Prognostic value of structural variants in early breast cancer patients

Abstract

Genomic analysis of structural variants(SVs) in breast cancer (BC) patients has been conducted, but the relationship between genomic alterations and BC prognosis remains unclear. We performed RNA sequencing of 297 early BC fresh-frozen tissues. We identified SVs using three tools (STAR.Arriba, STAR.fusion, and STAR.SEQR) with the COSMIC and Mitelman databases as guide references. We found a median of five to eight fusions per sample. In BC intrinsic subtypes, normal subtype had the fewest fusions (median: 1, interquartile range [IQR]: 0, 3) followed by luminal A (median: 5.5, IQR: 2.75, 10.25), luminal B (median: 9, IQR: 6, 16.5), HER2-enriched (median: 9, IQR: 6, 16.5) and basal (median 10, IQR: 6, 15.5) subtypes (p < 0.05). Intrachromosomal fusion was more frequent observed rather than interchromosomal fusion.
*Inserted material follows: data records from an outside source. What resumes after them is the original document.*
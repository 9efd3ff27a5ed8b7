//! Embassy SPI peripheral with a retunable clock.

use embassy_stm32::spi::{self, Config, Instance, Spi};
use embassy_stm32::time::Hertz;
use embedded_hal::spi::{ErrorKind, ErrorType, SpiBus};
use platform::BusSpeed;

/// `Spi` plus the config it was created with, so the card driver can move
/// it from the bring-up clock to the operating clock.
pub struct ClockedSpi<'d, T: Instance, Tx, Rx> {
    spi: Spi<'d, T, Tx, Rx>,
    config: Config,
}

impl<'d, T: Instance, Tx, Rx> ClockedSpi<'d, T, Tx, Rx> {
    /// Wrap `spi`, which must currently run with `config`.
    pub fn new(spi: Spi<'d, T, Tx, Rx>, config: Config) -> Self {
        Self { spi, config }
    }
}

/// Transfer or clock-switch failure on a [`ClockedSpi`].
#[derive(Debug, Clone, Copy)]
pub enum ClockedSpiError {
    /// The peripheral reported a transfer error.
    Transfer(spi::Error),
    /// The peripheral rejected this clock rate.
    ClockRejected(u32),
}

impl embedded_hal::spi::Error for ClockedSpiError {
    fn kind(&self) -> ErrorKind {
        match self {
            Self::Transfer(e) => embedded_hal::spi::Error::kind(e),
            Self::ClockRejected(_) => ErrorKind::Other,
        }
    }
}

impl<'d, T: Instance, Tx, Rx> ErrorType for ClockedSpi<'d, T, Tx, Rx> {
    type Error = ClockedSpiError;
}

impl<'d, T: Instance, Tx, Rx> BusSpeed for ClockedSpi<'d, T, Tx, Rx> {
    fn set_frequency(&mut self, hz: u32) -> Result<(), Self::Error> {
        self.config.frequency = Hertz(hz);
        self.spi
            .set_config(&self.config)
            .map_err(|()| ClockedSpiError::ClockRejected(hz))
    }
}

impl<'d, T: Instance, Tx, Rx> SpiBus<u8> for ClockedSpi<'d, T, Tx, Rx>
where
    Spi<'d, T, Tx, Rx>: SpiBus<u8, Error = spi::Error>,
{
    fn read(&mut self, words: &mut [u8]) -> Result<(), Self::Error> {
        self.spi.read(words).map_err(ClockedSpiError::Transfer)
    }

    fn write(&mut self, words: &[u8]) -> Result<(), Self::Error> {
        self.spi.write(words).map_err(ClockedSpiError::Transfer)
    }

    fn transfer(&mut self, read: &mut [u8], write: &[u8]) -> Result<(), Self::Error> {
        self.spi
            .transfer(read, write)
            .map_err(ClockedSpiError::Transfer)
    }

    fn transfer_in_place(&mut self, words: &mut [u8]) -> Result<(), Self::Error> {
        self.spi
            .transfer_in_place(words)
            .map_err(ClockedSpiError::Transfer)
    }

    fn flush(&mut self) -> Result<(), Self::Error> {
        SpiBus::flush(&mut self.spi).map_err(ClockedSpiError::Transfer)
    }
}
In location, chromosome 17 had the most fusions followed by chromosome 1 and 11. When samples were divided into high and low fusion groups based on a cut-off value of 11 fusions, five-year event-free survival (5Y-EFS) was 68.1% in the high fusion group (n = 72) and 80.1% in the low fusion group (n = 125) (p = 0.024) while 75.6% among all patients (95% confidence interval: 0.699, 0.819). Among BC subtype, TNBCs with more fusions had shorter EFS compared to those with fewer fusions (5Y-EFS rate: 65.1% vs. 85.7%; p = 0.013) but no EFS differences were observed in other BC subtypes. ESTIMATE ImmuneScore was also associated with the number of fusions in TNBC (p < 0.005) and TNBCs with high ImmuneScore had better 5Y-EFS compared to those with low ImmuneScore (p = 0.041). In conclusion, diverse fusions were observed by BC subtype, and the number of fusions was associated with BC survival outcome and immune status in TNBC.